Deve-se observar, por fim, que o art. 100, § 9º, da Constituição Federal, estipula que se o credor original do precatório tiver quaisquer dívidas ativas com o ente público devedor, essas dívidas serão compensadas (isto é, descontadas) no valor do precatório – obviamente isto não ocorrerá se a dívida for quitada pelo credor originário até a data do pagamento do precatório. 

Assim, é necessária muita atenção: caso o credor original do precatório ceda seu crédito, o cessionário (quem recebe o crédito) será atingido pela dívida que o credor original possuía com o ente público pagador do precatório.

QUANDO UM VALOR VIRA PRECATÓRIO?

A regra para definição de um precatório está ligada ao valor a ser pago pelo Poder Público: isto é, a partir de determinadas faixas numéricas, o pagamento se dará por precatório, quando não por meio de Requisição de Pequeno Valor (RPV), conforme esquematizado abaixo:

a) caso seja condenação imposta a um ente público federal, são executáveis por precatório somente as dívidas superiores a 60 (sessenta) salários-mínimos (art. 3º, Lei Federal 10.259/2011, que define o valor máximo para a propositura de ações judiciais perante os Juizados Especiais Federais);

b) caso seja a condenação imposta a um ente público estadual, o precatório será expedido somente para dívidas superiores a 40 (quarenta) salários-mínimos (art. 87, I, Ato Constitucional das Disposições Transitórias – ADCT);

c) caso seja a condenação imposta a um ente público municipal, o precatório só será para dívidas superiores a 30 (trinta) salários-mínimos (art. 87, II, ADCT).

Mas é necessário atenção, pois o artigo 87, ADCT define que os Estados e Municípios poderão estipular, via lei local, valor distinto para o piso de precatório, para que suas condenações judiciais sejam submetidas ao precatório. A mesma liberdade não é dada ao Governo Federal, já que o valor de piso de precatório é igual ao teto do valor dos processos perante o Juizado Especial Federal. 

Nesse sentido, a Constituição Federal traz, em seu art. 100, § 4º, que cada ente federativo poderá estipular como valor de piso para precatórios, no mínimo, o valor do maior benefício do regime geral da previdência social.

Como exemplo de piso de precatório distinto daquele previsto no ADCT, cita-se o caso do Estado de São Paulo: até 7 de dezembro de 2019, o valor-piso para expedição de precatórios se sujeitava à previsão do art. 87, I, ADCT. Com a publicação da Lei Estadual nº 17.205/2019, definiu-se que o piso para precatório passaria a ser de R$ 12.805,85 (em valores atualizados para 2021). [3]

O que não for precatório dentro da sistemática descrita, deve ser cobrado por RPV.

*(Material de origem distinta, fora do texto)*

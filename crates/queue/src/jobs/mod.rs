//! Typed job payloads.
//!
//! Handlers receive an untyped [`Payload`]; each job type here parses it
//! into a struct at the dispatch boundary.

#![allow(missing_docs)]

mod analyze_players;
mod cleanup;
mod fetch_match_history;

use serde::Serialize;
use serde::de::DeserializeOwned;
use thiserror::Error;

use crate::task::Payload;

pub use analyze_players::AnalyzePlayersJob;
pub use cleanup::CleanupCompletedTasksJob;
pub use fetch_match_history::FetchMatchHistoryJob;

/// A payload that does not match its job type.
#[derive(Debug, Error)]
pub enum JobError {
    #[error("invalid {task_type} payload: {source}")]
    InvalidPayload {
        task_type: &'static str,
        #[source]
        source: serde_json::Error,
    },

    #[error("{task_type} payload must be a JSON object")]
    NotAnObject { task_type: &'static str },
}

/// A job with a fixed task type and a JSON object payload.
pub trait TaskJob: Serialize + DeserializeOwned {
    /// Task type the handler is registered under.
    const TASK_TYPE: &'static str;

    /// Encode as a task payload.
    fn into_payload(self) -> Result<Payload, JobError> {
        match serde_json::to_value(self) {
            Ok(serde_json::Value::Object(map)) => Ok(map),
            Ok(_) => Err(JobError::NotAnObject {
                task_type: Self::TASK_TYPE,
            }),
            Err(source) => Err(JobError::InvalidPayload {
                task_type: Self::TASK_TYPE,
                source,
            }),
        }
    }

    /// Decode from a task payload.
    fn from_payload(payload: Payload) -> Result<Self, JobError> {
        serde_json::from_value(serde_json::Value::Object(payload)).map_err(|source| {
            JobError::InvalidPayload {
                task_type: Self::TASK_TYPE,
                source,
            }
        })
    }
}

ADIANTAMENTO PARCIAL DO PRECATÓRIO

A importância de se informar que uma pessoa é idosa, portadora de doença grave ou de deficiência não se justifica somente pela vantajosidade na ordem da fila, conforme expusemos anteriormente.

Tais pessoas tem garantido a si o direito de receber adiantamento de seu precatório, o qual será calculado com base no triplo do valor limite para as Requisições de Pequeno Valor (RPV), nos termos do art. 100, § 3º, Constituição. O pedido de pagamento adiantado deve ser feito pelo advogado do interessado no processo de execução.

Se houver valor a ser pago após a entrega do adiantamento, esse remanescente será pago posteriormente, em obediência à ordem original do precatório na fila de pagamentos administrada pelo Judiciário.

E O QUE É REQUISIÇÃO DE PEQUENO VALOR – RPV?

Já a RPV, prevista pela Constituição Federal no art. 100, § 3º, é uma forma mais rápida para se receber o valor devido judicialmente pelo Poder Público, pois seu prazo para pagamento é de 60 (sessenta) dias (art. 535, § 3º, II, do Código de Processo Civil).

Vale lembrar que os precatórios são pagos de acordo com uma fila administrada pelo Presidente do Tribunal que condenou o ente público e, por sua vez, o Poder Público quitará o precatório de acordo com a previsão orçamentária estipulada em sua Lei Orçamentária Anual especificamente para o pagamento dessas dívidas judiciais.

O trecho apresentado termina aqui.